Yesterday’s announcement that Twitter would be selectively censoring tweets based on country was not well-received. But part of that announcement was the assurance that the process would at least be transparent. A spoonful of sugar helps the medicine go down.
They also mentioned that they were working with Chilling Effects to make notices and orders sent to Twitter publicly available. At the time of the post yesterday, the site wasn’t up yet, but you can now browse it at chillingeffects.org/twitter.
It’s a good thing, certainly, though not quite a successful saving throw versus the localized-censorship piece. The database has several thousand DMCA takedown requests right now, but is not quite up to date — it isn’t clear at what rate they’re updating the database, but there aren’t many from this month so it seems to be something less than weekly.
Browsing the listings is a good way to waste 15 minutes, looking at the different ways people tend to provoke a DMCA takedown request. There’s a lot of cricket being linked to, apparently. And there are the inevitable copyrighted avatars.
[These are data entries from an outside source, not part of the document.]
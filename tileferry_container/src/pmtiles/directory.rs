//! PMTiles v3 directories: varint-encoded, column-oriented lists of entries.
//!
//! Layout: entry count, then per column: tile id deltas, run lengths, lengths, offsets. An offset
//! of `0` (for any entry but the first) means "directly after the previous entry"; every other
//! offset is stored plus one.

use super::ByteRange;
use anyhow::{Result, bail, ensure};
use byteorder::{ReadBytesExt, WriteBytesExt};
use std::io::{Cursor, Read, Write};

/// One directory entry. A `run_length` of `0` points to a leaf directory; otherwise the entry
/// addresses `run_length` consecutive tile ids sharing the same data.
#[derive(Clone, Copy, Debug, PartialEq, Eq)]
pub struct Entry {
	pub tile_id: u64,
	pub range: ByteRange,
	pub run_length: u32,
}

impl Entry {
	pub fn new(tile_id: u64, offset: u64, length: u64, run_length: u32) -> Entry {
		Entry {
			tile_id,
			range: ByteRange::new(offset, length),
			run_length,
		}
	}

	pub fn is_leaf_pointer(&self) -> bool {
		self.run_length == 0
	}
}

fn read_varint(reader: &mut impl Read) -> Result<u64> {
	let mut value = 0;
	let mut shift = 0;
	loop {
		let byte = reader.read_u8()?;
		value |= (u64::from(byte) & 0x7F) << shift;
		if byte & 0x80 == 0 {
			break;
		}
		shift += 7;
		if shift >= 70 {
			bail!("Varint too long");
		}
	}
	Ok(value)
}

fn write_varint(writer: &mut impl Write, mut value: u64) -> Result<()> {
	while value >= 0x80 {
		writer.write_u8((value as u8 & 0x7F) | 0x80)?;
		value >>= 7;
	}
	writer.write_u8(value as u8)?;
	Ok(())
}

/// Decodes an uncompressed directory.
pub fn parse_entries(data: &[u8]) -> Result<Vec<Entry>> {
	let mut reader = Cursor::new(data);
	let count = read_varint(&mut reader)?;
	ensure!(
		count <= data.len() as u64,
		"directory claims {count} entries in {} bytes",
		data.len()
	);
	let count = count as usize;

	let mut entries: Vec<Entry> = Vec::with_capacity(count);
	let mut last_id: u64 = 0;
	for _ in 0..count {
		last_id += read_varint(&mut reader)?;
		entries.push(Entry::new(last_id, 0, 0, 0));
	}
	for entry in &mut entries {
		entry.run_length = u32::try_from(read_varint(&mut reader)?)?;
	}
	for entry in &mut entries {
		entry.range.length = read_varint(&mut reader)?;
	}
	for i in 0..count {
		let value = read_varint(&mut reader)?;
		entries[i].range.offset = if i > 0 && value == 0 {
			entries[i - 1].range.offset + entries[i - 1].range.length
		} else {
			value
				.checked_sub(1)
				.ok_or_else(|| anyhow::anyhow!("first directory entry has offset 0"))?
		};
	}
	Ok(entries)
}

/// Encodes entries sorted by tile id into an uncompressed directory.
pub fn serialize_entries(entries: &[Entry]) -> Result<Vec<u8>> {
	let mut writer = Vec::new();
	write_varint(&mut writer, entries.len() as u64)?;

	let mut last_id = 0;
	for entry in entries {
		ensure!(entry.tile_id >= last_id, "entries must be sorted by tile id");
		write_varint(&mut writer, entry.tile_id - last_id)?;
		last_id = entry.tile_id;
	}
	for entry in entries {
		write_varint(&mut writer, u64::from(entry.run_length))?;
	}
	for entry in entries {
		write_varint(&mut writer, entry.range.length)?;
	}
	for (i, entry) in entries.iter().enumerate() {
		let previous = i.checked_sub(1).map(|p| entries[p].range);
		match previous {
			Some(previous) if entry.range.offset == previous.offset + previous.length => write_varint(&mut writer, 0)?,
			_ => write_varint(&mut writer, entry.range.offset + 1)?,
		}
	}
	Ok(writer)
}

#[cfg(test)]
mod tests {
	use super::*;

	#[test]
	fn varints() -> Result<()> {
		for value in [0, 1, 127, 128, 300, 16_383, 16_384, u64::from(u32::MAX), u64::MAX] {
			let mut buffer = Vec::new();
			write_varint(&mut buffer, value)?;
			assert_eq!(read_varint(&mut Cursor::new(buffer))?, value);
		}

		let mut buffer = Vec::new();
		write_varint(&mut buffer, 300)?;
		assert_eq!(buffer, vec![0xAC, 0x02]);

		assert!(read_varint(&mut Cursor::new(vec![0xFF; 11])).is_err());
		Ok(())
	}

	#[test]
	fn known_directory() -> Result<()> {
		// two tiles stored back to back, then a run of three
		let bytes = [3, 0, 1, 4, 1, 1, 3, 10, 20, 5, 1, 0, 0];
		let entries = parse_entries(&bytes)?;
		assert_eq!(
			entries,
			vec![
				Entry::new(0, 0, 10, 1),
				Entry::new(1, 10, 20, 1),
				Entry::new(5, 30, 5, 3),
			]
		);
		assert_eq!(serialize_entries(&entries)?, bytes);
		Ok(())
	}

	#[test]
	fn non_contiguous_offsets() -> Result<()> {
		let entries = vec![Entry::new(3, 100, 10, 1), Entry::new(9, 5, 7, 0)];
		let bytes = serialize_entries(&entries)?;
		assert_eq!(parse_entries(&bytes)?, entries);
		assert!(entries[1].is_leaf_pointer());
		Ok(())
	}

	#[test]
	fn invalid_directories() {
		assert!(parse_entries(&[]).is_err());
		assert!(parse_entries(&[200]).is_err());
		assert!(parse_entries(&[1, 0, 1, 1]).is_err());
		assert!(serialize_entries(&[Entry::new(5, 0, 1, 1), Entry::new(1, 1, 1, 1)]).is_err());
	}
}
What’s interesting to me is that there are a number of requests that in themselves request dozens of tweets to be taken down; this one, for example, points out a number of pirated movies being linked to, and the accounts are clearly bots. The DMCA request is only for the movies the rightsholder is concerned with — which is at once both correct and perverse. The account only exists to link to copyrighted material and has done so thousands of times, but everyone involved would rather snip out individual tweets one by one. Talk about a Sisyphean task.
Presumably this database will also house the official requests by governments who wish to restrict tweets based on content. While most won’t agree with Twitter’s decision to accede to these repressive entities’ wishes, it can at least be hoped that it will be done so with maximum transparency. The best thing Twitter users can do, perhaps, is to make sure this database is up to date and reflective of the restrictions being placed on tweets. Until a solution comes along, reducing the harm this new policy does and making sure it’s well understood should take priority.